1. Guests are an unknown entity. Organizations typically have limited insight into guest backgrounds, intentions, or risk profiles.
2. Guest reception processes are vulnerable to corner-cutting due to expedience or human error.

These three challenges —comprehensiveness, cost, and confidence — make control implementation and monitoring a tough assignment. However, it’s critical that these challenges are overcome since guest management processes fall under many strict regulatory standards, including ITAR, C-PTAT, GDPR, PCI DSS, and FSMA. 

VMS simplifies compliance requirements related to guests

Sign In Enterprise supports processes related to the execution, monitoring, and record-keeping of compliance requirements related to guest management. Common requirements include the existence of processes related to: 

  • the distribution, display, and expiration of identification badges and/or access privileges
  • the presentation of photo identification
  • accompaniment through restricted areas
  • visitor screening
  • consent to data collection

Here’s how Sign In Enterprise helps cover those processes and simplify compliance at scale.

  • The distribution, display, and expiration of identification badges and/or access privileges

Sign In Enterprise users can design and print temporary visitor badges using the system. Each site can configure this function to include whatever information is required. The badges can also be set to auto-expire by displaying an indicator that emerges after a prescribed time period. This provides an unambiguous cue for employees to confront unauthorized people in access-restricted areas. 

  • The presentation of photo identification

Sign In Enterprise can record and verify photo identification as part of the guest sign-in process. An iPad scanner can capture passport or driver’s license information, and a separate, airport-grade scanner can verify government-issued ID. Including this as an automated step in the sign-in process reduces the possibility of this compliance requirement being skipped due to distraction, expedience, or forgetfulness of the reception staff. 

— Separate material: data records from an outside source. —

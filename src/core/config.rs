//! Tokenizer configuration (`tokenizer_config.json`).
//!
//! Only the fields the tokenizer consumes are modeled: the eos/pad/unk token
//! names and the `added_tokens_decoder` table. Everything else in a
//! HuggingFace config (chat templates, model max length, ...) is ignored.

use serde::Deserialize;
use std::collections::HashMap;

/// One entry of `added_tokens_decoder`: a token injected on top of the base
/// vocabulary, optionally flagged as special.
#[derive(Debug, Clone, Deserialize)]
pub struct AddedTokenDef {
    pub content: String,
    #[serde(default)]
    pub special: bool,
}

/// Parsed `tokenizer_config.json`.
#[derive(Debug, Clone, Deserialize)]
pub struct TokenizerConfig {
    pub eos_token: String,
    pub pad_token: String,
    pub unk_token: String,
    /// Map of string-encoded token id → added token definition.
    #[serde(default)]
    pub added_tokens_decoder: HashMap<String, AddedTokenDef>,
}

impl TokenizerConfig {
    /// Added tokens as `(id, definition)` pairs, sorted by id.
    ///
    /// Sorting makes the vocabulary merge deterministic when two added
    /// tokens collide on content. Fails on a key that is not a decimal id.
    pub fn added_tokens(&self) -> Result<Vec<(u32, &AddedTokenDef)>, String> {
        let mut out: Vec<(u32, &AddedTokenDef)> = Vec::with_capacity(self.added_tokens_decoder.len());
        for (key, def) in &self.added_tokens_decoder {
            let id: u32 = key
                .parse()
                .map_err(|_| format!("added_tokens_decoder key {key:?} is not a token id"))?;
            out.push((id, def));
        }
        out.sort_by_key(|(id, _)| *id);
        Ok(out)
    }
}
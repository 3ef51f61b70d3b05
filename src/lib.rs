//! bytepair - byte-level BPE tokenizer for GPT-2 style vocabularies.
//!
//! Loads the three HuggingFace artifacts (`vocab.json`, `merges.txt`,
//! `tokenizer_config.json`) and exposes encode/decode over token IDs:
//! - Byte-to-unicode remapping so arbitrary bytes survive BPE losslessly
//! - fancy-regex pretokenization (GPT-2 contraction/word/number pattern)
//! - Aho-Corasick special token matching
//! - LRU cache for repeated chunks
//! - FxHashMap for fast lookups
//! - Rayon parallelism for batch encoding

pub mod core;

pub use crate::core::{InitError, Tokenizer, PRETOKENIZE_PATTERN};
//! Greedy byte-pair merge loop.
//!
//! Operates on a chunk that has already been mapped through the byte-level
//! alphabet, treating it as a sequence of single-character symbols. Each
//! pass finds the lowest-ranked adjacent pair present anywhere in the
//! sequence and merges every non-overlapping occurrence of it, left to
//! right. Passes repeat until no remaining pair has a merge rule. Symbols
//! produced by one pass participate in the next, so merges compound.
//!
//! Every pass shrinks the sequence by at least one symbol, so the loop runs
//! at most `len - 1` times and always terminates.

use rustc_hash::FxHashSet;

use super::merges::MergeRanks;

/// Distinct adjacent symbol pairs currently present in the word.
fn adjacent_pairs(word: &[String]) -> FxHashSet<(String, String)> {
    word.windows(2)
        .map(|w| (w[0].clone(), w[1].clone()))
        .collect()
}

/// Run BPE over a byte-mapped chunk, returning the final symbol strings.
pub fn byte_pair_merge(ranks: &MergeRanks, mapped: &str) -> Vec<String> {
    let mut word: Vec<String> = mapped.chars().map(String::from).collect();

    while word.len() > 1 {
        let best = adjacent_pairs(&word)
            .into_iter()
            .filter_map(|pair| ranks.rank_pair(&pair).map(|rank| (rank, pair)))
            .min_by_key(|(rank, _)| *rank);
        let Some((_, (left, right))) = best else {
            break;
        };

        let mut merged = Vec::with_capacity(word.len() - 1);
        let mut i = 0;
        while i < word.len() {
            if i + 1 < word.len() && word[i] == left && word[i + 1] == right {
                merged.push(format!("{left}{right}"));
                i += 2;
            } else {
                merged.push(std::mem::take(&mut word[i]));
                i += 1;
            }
        }
        word = merged;
    }

    word
}

#[cfg(test)]
mod tests {
    use super::*;

    fn symbols(parts: &[&str]) -> Vec<String> {
        parts.iter().map(|s| s.to_string()).collect()
    }

    #[test]
    fn merges_compound_across_passes() {
        let ranks = MergeRanks::parse("h e\nhe l\nhel l\nhell o\n");
        assert_eq!(byte_pair_merge(&ranks, "hello"), symbols(&["hello"]));
    }

    #[test]
    fn unranked_pairs_are_left_alone() {
        let ranks = MergeRanks::parse("a b\n");
        assert_eq!(byte_pair_merge(&ranks, "abc"), symbols(&["ab", "c"]));
        assert_eq!(byte_pair_merge(&ranks, "xyz"), symbols(&["x", "y", "z"]));
    }

    #[test]
    fn lowest_rank_wins_each_pass() {
        // "b c" outranks "a b"; after merging bc, "a bc" applies.
        let ranks = MergeRanks::parse("b c\na bc\n");
        assert_eq!(byte_pair_merge(&ranks, "abc"), symbols(&["abc"]));
    }

    #[test]
    fn all_occurrences_merge_in_one_pass() {
        let ranks = MergeRanks::parse("a b\n");
        assert_eq!(
            byte_pair_merge(&ranks, "ababab"),
            symbols(&["ab", "ab", "ab"])
        );
    }

    #[test]
    fn overlapping_occurrences_do_not_double_merge() {
        // "aaa": first pass merges positions 0-1, leaving the trailing a.
        let ranks = MergeRanks::parse("a a\n");
        assert_eq!(byte_pair_merge(&ranks, "aaa"), symbols(&["aa", "a"]));
    }

    #[test]
    fn single_symbol_passes_through() {
        let ranks = MergeRanks::parse("a b\n");
        assert_eq!(byte_pair_merge(&ranks, "a"), symbols(&["a"]));
        assert!(byte_pair_merge(&ranks, "").is_empty());
    }

    #[test]
    fn terminates_on_pathological_input() {
        let ranks = MergeRanks::parse("a a\naa aa\n");
        let word = "a".repeat(64);
        let out = byte_pair_merge(&ranks, &word);
        let total: usize = out.iter().map(|s| s.len()).sum();
        assert_eq!(total, 64);
    }
}
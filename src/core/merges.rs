//! Ranked merge-rule table loaded from `merges.txt`.
//!
//! Each non-blank, non-comment line of the merge-rules text holds one rule,
//! `<left> <right>`, and file order is priority order: the first rule gets
//! rank 0, the next rank 1, and so on. Lower rank wins during merging. A
//! pair absent from the table is never merged.

use rustc_hash::FxHashMap;

/// Merge-rule table mapping an adjacent symbol pair to its priority rank.
#[derive(Debug, Clone, Default)]
pub struct MergeRanks {
    ranks: FxHashMap<(String, String), u32>,
}

impl MergeRanks {
    /// Parse merge-rules text.
    ///
    /// Blank lines, `#` comment lines (including the `#version:` header
    /// HuggingFace writes), and lines without exactly two fields are skipped.
    pub fn parse(text: &str) -> Self {
        let mut ranks = FxHashMap::default();
        let mut rank = 0u32;
        for line in text.lines() {
            let line = line.trim_end_matches('\r');
            if line.trim().is_empty() || line.starts_with('#') {
                continue;
            }
            let mut fields = line.split(' ');
            let (Some(left), Some(right), None) = (fields.next(), fields.next(), fields.next())
            else {
                continue;
            };
            ranks.insert((left.to_string(), right.to_string()), rank);
            rank += 1;
        }
        Self { ranks }
    }

    /// Rank of a pair, or `None` if the pair has no merge rule.
    #[inline]
    pub fn rank(&self, left: &str, right: &str) -> Option<u32> {
        self.ranks.get(&(left.to_string(), right.to_string())).copied()
    }

    /// Rank lookup keyed by an already-built pair, avoiding per-probe
    /// allocation in the merge loop.
    #[inline]
    pub fn rank_pair(&self, pair: &(String, String)) -> Option<u32> {
        self.ranks.get(pair).copied()
    }

    /// Number of merge rules.
    pub fn len(&self) -> usize {
        self.ranks.len()
    }

    pub fn is_empty(&self) -> bool {
        self.ranks.is_empty()
    }
}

  • Accompaniment through restricted areas

Part of the sign-in process can involve alerting a designated employee to the arrival of a guest. The employee can be made responsible for accompanying the guest throughout the entirety of their visit to restricted-access areas. Combined with well-trained reception staff that ensure a guest remains in the reception area until their guide arrives, this function is the foundation of a process that helps ensure guests only access areas relevant to the purposes of their visits.

  • Visitor screening

Watchlists can be integrated into the visitor management system to determine whether visitors are part of internal and notable third-party lists of prohibited people. Adding watchlist screening to a stage of the visitor journey provides a process to ensure that people who should be blocked from getting access to restricted areas are blocked.

  • Consent to data collection

Legal documents related to a guest’s visit that require signatures or review can be included in the sign-in process, which means that for those companies subject to GDPR or similar privacy regulations requiring permissions, documentation is squared away before visitors enter restricted areas. Furthermore, when validating or recording identity information, Sign In Enterprise can be configured to only extract information from documents that is necessary for the visit, disregarding superfluous personal data. This provides yet another way to protect guest privacy and demonstrate processes related to privacy compliance.

The value of automating and digitizing many of these processes is manifold: fewer potential points of failure exist, detailed records are retrievable for audit, and the flexibility to change and edit workflows to fill control gaps and account for new regulations is available. For those unsung heroes ensuring day-to-day compliance with complex regulations, VMS can be a key tool to automate and systematize processes related to an important business activity: the guest visit.